Шелехов встал, выпрямился.
— С торговлей-то дух русский всюду просачивался бы, славу государству умножал. Это-о куда важнее, ваше превосходительство, нежели наша купецкая коммерция…
— Во-от ты ка-а-кой! — протянул генерал-губернатор.
Пиль рассмеялся, оскалив жёлтые зубы, и присел на пуховике.
«Надобно преданно служить государыне, — подумал он, — чтобы грудь украсили новые награды, надобно делать лишь то, что нравится ей и поднимает её величие перед монархами других государств».
— Экспедицию в Японию непременно пошлём, Григорий Иванович, — генерал-губернатор сощурил хитренькие глаза, — Лаксману и тебе возглавлять её поручу. Дело сие важное и отменное…

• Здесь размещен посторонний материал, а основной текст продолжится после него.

//! Tracing setup helpers.

use tracing_subscriber::EnvFilter;

/// Install a global `tracing` subscriber reading `RUST_LOG`, defaulting to
/// `info`. Safe to call more than once; later calls are no-ops.
pub fn init() {
    let filter = EnvFilter::try_from_default_env().unwrap_or_else(|_| EnvFilter::new("info"));
    let _ = tracing_subscriber::fmt()
        .with_env_filter(filter)
        .with_target(false)
        .try_init();
}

Пиль подумал и спросил уже о другом:
— Иван Ларионович долгонько задержится в Санкт-Петербурге?
Шелехов последнее письмо от Голикова получил с приказчиком Бочаровым, который привёз в адрес Пиля ящики Радищева от графа Воронцова.

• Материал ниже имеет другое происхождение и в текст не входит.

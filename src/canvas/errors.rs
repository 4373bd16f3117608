//! Canvas error types.

use miette::Diagnostic;
use thiserror::Error;

use crate::types::{ConnectionId, GroupId, NodeId, PortKind, PortRef};
use crate::value::ValueType;

/// Reasons a connection request is rejected.
///
/// Validation runs in a fixed order: endpoint existence, distinct nodes,
/// kind pairing, then type acceptance. The first failing check wins.
#[derive(Debug, Error, Diagnostic)]
pub enum ConnectError {
    #[error("no such port: {port}")]
    #[diagnostic(
        code(flowcanvas::canvas::port_not_found),
        help("Port addresses are (node, direction, name); dynamic ports vanish when the layout changes.")
    )]
    PortNotFound { port: PortRef },

    // Fields named `source` would become the error's cause chain under the
    // derive, so the offending port goes by `source_port`.
    #[error("cannot connect a node to itself: {source_port} -> {target}")]
    #[diagnostic(code(flowcanvas::canvas::same_node))]
    SameNode {
        source_port: PortRef,
        target: PortRef,
    },

    #[error("port kinds do not pair: {source_port} is {source_kind}, {target} is {target_kind}")]
    #[diagnostic(
        code(flowcanvas::canvas::kind_mismatch),
        help("Connections run output-to-input within one layer: data to data, flow to flow.")
    )]
    KindMismatch {
        source_port: PortRef,
        source_kind: PortKind,
        target: PortRef,
        target_kind: PortKind,
    },

    #[error("{target} ({target_type}) does not accept values from {source_port} ({source_type})")]
    #[diagnostic(
        code(flowcanvas::canvas::type_mismatch),
        help("Register a converter for this type pair, or route through a converting node.")
    )]
    TypeMismatch {
        source_port: PortRef,
        source_type: ValueType,
        target: PortRef,
        target_type: ValueType,
    },
}

/// Errors from canvas structural operations.
#[derive(Debug, Error, Diagnostic)]
pub enum CanvasError {
    #[error("unknown node type: {type_name}")]
    #[diagnostic(
        code(flowcanvas::canvas::unknown_node_type),
        help("Register the type on the NodeRegistry this canvas was built with.")
    )]
    UnknownNodeType { type_name: String },

    #[error("a node with id {node} already exists")]
    #[diagnostic(code(flowcanvas::canvas::duplicate_node_id))]
    DuplicateNodeId { node: NodeId },

    #[error("no such node: {node}")]
    #[diagnostic(code(flowcanvas::canvas::node_not_found))]
    NodeNotFound { node: NodeId },

    #[error("no such port: {port}")]
    #[diagnostic(code(flowcanvas::canvas::port_not_found))]
    PortNotFound { port: PortRef },

    #[error("no such connection: {connection}")]
    #[diagnostic(code(flowcanvas::canvas::connection_not_found))]
    ConnectionNotFound { connection: ConnectionId },

    #[error("no such group: {group}")]
    #[diagnostic(code(flowcanvas::canvas::group_not_found))]
    GroupNotFound { group: GroupId },

    #[error("node {node} has no property `{name}`")]
    #[diagnostic(code(flowcanvas::canvas::property_not_found))]
    PropertyNotFound { node: NodeId, name: String },

    #[error("value not convertible for property `{name}` on {node} (expects {expected})")]
    #[diagnostic(
        code(flowcanvas::canvas::property_type),
        help("Property values are coerced through the conversion engine; this pair has no path.")
    )]
    PropertyType {
        node: NodeId,
        name: String,
        expected: ValueType,
    },

    #[error("converters attach to data input ports only: {port}")]
    #[diagnostic(code(flowcanvas::canvas::converter_target))]
    ConverterTarget { port: PortRef },

    #[error(transparent)]
    #[diagnostic(transparent)]
    Connect(#[from] ConnectError),
}
//! Visual node groups.
//!
//! Groups are presentation-layer containers: a named, colored region with a
//! membership list. They never affect execution or connectivity; removing a
//! group leaves its member nodes untouched.

use serde::{Deserialize, Serialize};

use crate::types::{GroupId, NodeId};

/// A named region of the canvas containing member nodes.
#[derive(Debug, Clone, PartialEq, Serialize, Deserialize)]
#[serde(rename_all = "camelCase")]
pub struct NodeGroup {
    pub id: GroupId,
    pub name: String,
    pub color: String,
    pub x: f64,
    pub y: f64,
    pub width: f64,
    pub height: f64,
    pub node_ids: Vec<NodeId>,
}

impl NodeGroup {
    pub fn new(name: impl Into<String>) -> Self {
        Self {
            id: GroupId::new(),
            name: name.into(),
            color: "#808080".to_string(),
            x: 0.0,
            y: 0.0,
            width: 200.0,
            height: 150.0,
            node_ids: Vec::new(),
        }
    }

    #[must_use]
    pub fn with_color(mut self, color: impl Into<String>) -> Self {
        self.color = color.into();
        self
    }

    #[must_use]
    pub fn with_bounds(mut self, x: f64, y: f64, width: f64, height: f64) -> Self {
        self.x = x;
        self.y = y;
        self.width = width;
        self.height = height;
        self
    }

    #[must_use]
    pub fn with_nodes(mut self, nodes: impl IntoIterator<Item = NodeId>) -> Self {
        self.node_ids.extend(nodes);
        self
    }

    pub fn contains_node(&self, node: NodeId) -> bool {
        self.node_ids.contains(&node)
    }

    pub fn add_node(&mut self, node: NodeId) {
        if !self.contains_node(node) {
            self.node_ids.push(node);
        }
    }

    pub fn remove_node(&mut self, node: NodeId) {
        self.node_ids.retain(|n| *n != node);
    }
}

#[cfg(test)]
mod tests {
    use super::*;

    #[test]
    fn membership_is_deduplicated() {
        let node = NodeId::new();
        let mut group = NodeGroup::new("math");
        group.add_node(node);
        group.add_node(node);
        assert_eq!(group.node_ids.len(), 1);
        group.remove_node(node);
        assert!(!group.contains_node(node));
    }
}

— Не ведаю точно, — ответил Григорий Иванович и в свою очередь поинтересовался: что слышно о Радищеве?
— Курьеры обскакали его в Черемхове. Послезавтра ждать надобно, — неохотно сказал Пиль.
Шелехов наслышался о Радищеве от приказчика Голикова самых невероятных слухов и сейчас осторожно спросил у генерал-губернатора:
— Сказывают, опасными мыслями заражён, в немилость попал, верно ли?
— Дыма без огня не бывает, — слукавил Пиль, — приедет, увидим…
— Кстати говоря, ваше превосходительство, — осторожно сказал Шелехов, — ежели и заражён, то здравыми… Российские купцы знавали его по службе в коммерц-коллегии. Умно дела вёл, с государственною выгодою. Отзываются как о рачительном чиновнике…
— Под начальством графа Воронцова служил, — сказал неопределённо Пиль. Он явно воздерживался давать какую-либо личную оценку Радищеву из опасения, как бы потом его слова не обернулись против него же.
Генерал-губернатор отложил в сторону трубку, протёр янтарный мундштук платком и встал с пуховика. Шелехов знал: это означало, что на сегодня их беседа окончена. Григорий Иванович поклонился и торопливо вышел от Пиля.
Иван Алферьевич позвал камердинера и, когда тот просунулся в двери, сказал:
— Мундир мне и коляску к подъезду…
Ему следовало срочно отправить графу Воронцову письмо, уведомляющее о приезде в Иркутск Александра Радищева.
К полудню ещё издали замаячила колокольня Вознесенского монастыря, потом забелели его каменные стены. Как все обители, этот монастырь был обнесён высокой стеной с башнями по углам. За ней поднимались каменные и деревянные церквушки. К монастырю почти вплотную примыкало селение. До Иркутска оставалось четыре версты.
Четыре версты! Осенняя подмёрзшая дорога была настолько тряской, что приходилось останавливаться и отдыхать. Дети, Елизавета Васильевна, слуги чувствовали себя разбитыми и уставшими за длинную дорогу. В Вознесенском монастыре была сделана последняя остановка.